[[ Information shown open ]]
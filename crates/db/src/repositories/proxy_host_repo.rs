//! Repository for managed proxy hosts.

use sqlx::PgPool;
use uuid::Uuid;
use gatehouse_core::types::DbId;

use crate::models::proxy_host::{CreateProxyHost, ProxyHost};

/// Column list for `proxy_hosts`.
const COLUMNS: &str = "id, uuid, name, domain_names, forward_scheme, forward_host, forward_port, \
     ssl_forced, http2_support, hsts_enabled, hsts_subdomains, block_exploits, \
     websocket_support, enabled, certificate_id, access_list_id, advanced_config, \
     advanced_config_backup, created_at, updated_at";

/// Provides CRUD operations for proxy hosts.
pub struct ProxyHostRepo;

impl ProxyHostRepo {
    /// List every managed host, oldest first.
    pub async fn list(pool: &PgPool) -> Result<Vec<ProxyHost>, sqlx::Error> {
        let sql = format!("SELECT {COLUMNS} FROM proxy_hosts ORDER BY id");
        sqlx::query_as::<_, ProxyHost>(&sql).fetch_all(pool).await
    }

    pub async fn find_by_id(pool: &PgPool, id: DbId) -> Result<Option<ProxyHost>, sqlx::Error> {
        let sql = format!("SELECT {COLUMNS} FROM proxy_hosts WHERE id = $1");
        sqlx::query_as::<_, ProxyHost>(&sql)
            .bind(id)
            .fetch_optional(pool)
            .await
    }

    pub async fn find_by_uuid(pool: &PgPool, uuid: Uuid) -> Result<Option<ProxyHost>, sqlx::Error> {
        let sql = format!("SELECT {COLUMNS} FROM proxy_hosts WHERE uuid = $1");
        sqlx::query_as::<_, ProxyHost>(&sql)
            .bind(uuid)
            .fetch_optional(pool)
            .await
    }

    /// Insert a new host.
    pub async fn create(pool: &PgPool, input: &CreateProxyHost) -> Result<ProxyHost, sqlx::Error> {
        let sql = format!(
            "INSERT INTO proxy_hosts \
                (uuid, name, domain_names, forward_scheme, forward_host, forward_port, \
                 ssl_forced, http2_support, hsts_enabled, hsts_subdomains, block_exploits, \
                 websocket_support, enabled, certificate_id, access_list_id, advanced_config) \
             VALUES ($1, $2, $3, $4, $5, $6, $7, $8, $9, $10, $11, $12, $13, $14, $15, $16) \
             RETURNING {COLUMNS}"
        );
        sqlx::query_as::<_, ProxyHost>(&sql)
            .bind(input.uuid)
            .bind(&input.name)
            .bind(&input.domain_names)
            .bind(&input.forward_scheme)
            .bind(&input.forward_host)
            .bind(input.forward_port)
            .bind(input.ssl_forced)
            .bind(input.http2_support)
            .bind(input.hsts_enabled)
            .bind(input.hsts_subdomains)
            .bind(input.block_exploits)
            .bind(input.websocket_support)
            .bind(input.enabled)
            .bind(input.certificate_id)
            .bind(input.access_list_id)
            .bind(&input.advanced_config)
            .fetch_one(pool)
            .await
    }

    /// Write every mutable column of `host` back to its row.
    ///
    /// `uuid` and `created_at` are never changed. Returns `None` if the
    /// row no longer exists.
    pub async fn update(pool: &PgPool, host: &ProxyHost) -> Result<Option<ProxyHost>, sqlx::Error> {
        let sql = format!(
            "UPDATE proxy_hosts SET \
                name = $2, domain_names = $3, forward_scheme = $4, forward_host = $5, \
                forward_port = $6, ssl_forced = $7, http2_support = $8, hsts_enabled = $9, \
                hsts_subdomains = $10, block_exploits = $11, websocket_support = $12, \
                enabled = $13, certificate_id = $14, access_list_id = $15, \
                advanced_config = $16, advanced_config_backup = $17, updated_at = NOW() \
             WHERE id = $1 \
             RETURNING {COLUMNS}"
        );
        sqlx::query_as::<_, ProxyHost>(&sql)
            .bind(host.id)
            .bind(&host.name)
            .bind(&host.domain_names)
            .bind(&host.forward_scheme)
            .bind(&host.forward_host)
            .bind(host.forward_port)
            .bind(host.ssl_forced)
            .bind(host.http2_support)
            .bind(host.hsts_enabled)
            .bind(host.hsts_subdomains)
            .bind(host.block_exploits)
            .bind(host.websocket_support)
            .bind(host.enabled)
            .bind(host.certificate_id)
            .bind(host.access_list_id)
            .bind(&host.advanced_config)
            .bind(&host.advanced_config_backup)
            .fetch_optional(pool)
            .await
    }

    /// Set or clear the access list on one host.
    pub async fn set_access_list(
        pool: &PgPool,
        id: DbId,
        access_list_id: Option<DbId>,
    ) -> Result<Option<ProxyHost>, sqlx::Error> {
        let sql = format!(
            "UPDATE proxy_hosts SET access_list_id = $2, updated_at = NOW() \
             WHERE id = $1 \
             RETURNING {COLUMNS}"
        );
        sqlx::query_as::<_, ProxyHost>(&sql)
            .bind(id)
            .bind(access_list_id)
            .fetch_optional(pool)
            .await
    }

    /// Hard-delete a host. Returns `true` if a row was removed.
    pub async fn delete(pool: &PgPool, id: DbId) -> Result<bool, sqlx::Error> {
        let result = sqlx::query("DELETE FROM proxy_hosts WHERE id = $1")
            .bind(id)
            .execute(pool)
            .await?;
        Ok(result.rows_affected() > 0)
    }
}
[[ Information shown closed ]]
Select and copy every line from the records that includes the word "uuid".

use uuid::Uuid;
const COLUMNS: &str = "id, uuid, name, domain_names, forward_scheme, forward_host, forward_port, \
    pub async fn find_by_uuid(pool: &PgPool, uuid: Uuid) -> Result<Option<ProxyHost>, sqlx::Error> {
        let sql = format!("SELECT {COLUMNS} FROM proxy_hosts WHERE uuid = $1");
            .bind(uuid)
                (uuid, name, domain_names, forward_scheme, forward_host, forward_port, \
            .bind(input.uuid)
    /// `uuid` and `created_at` are never changed. Returns `None` if the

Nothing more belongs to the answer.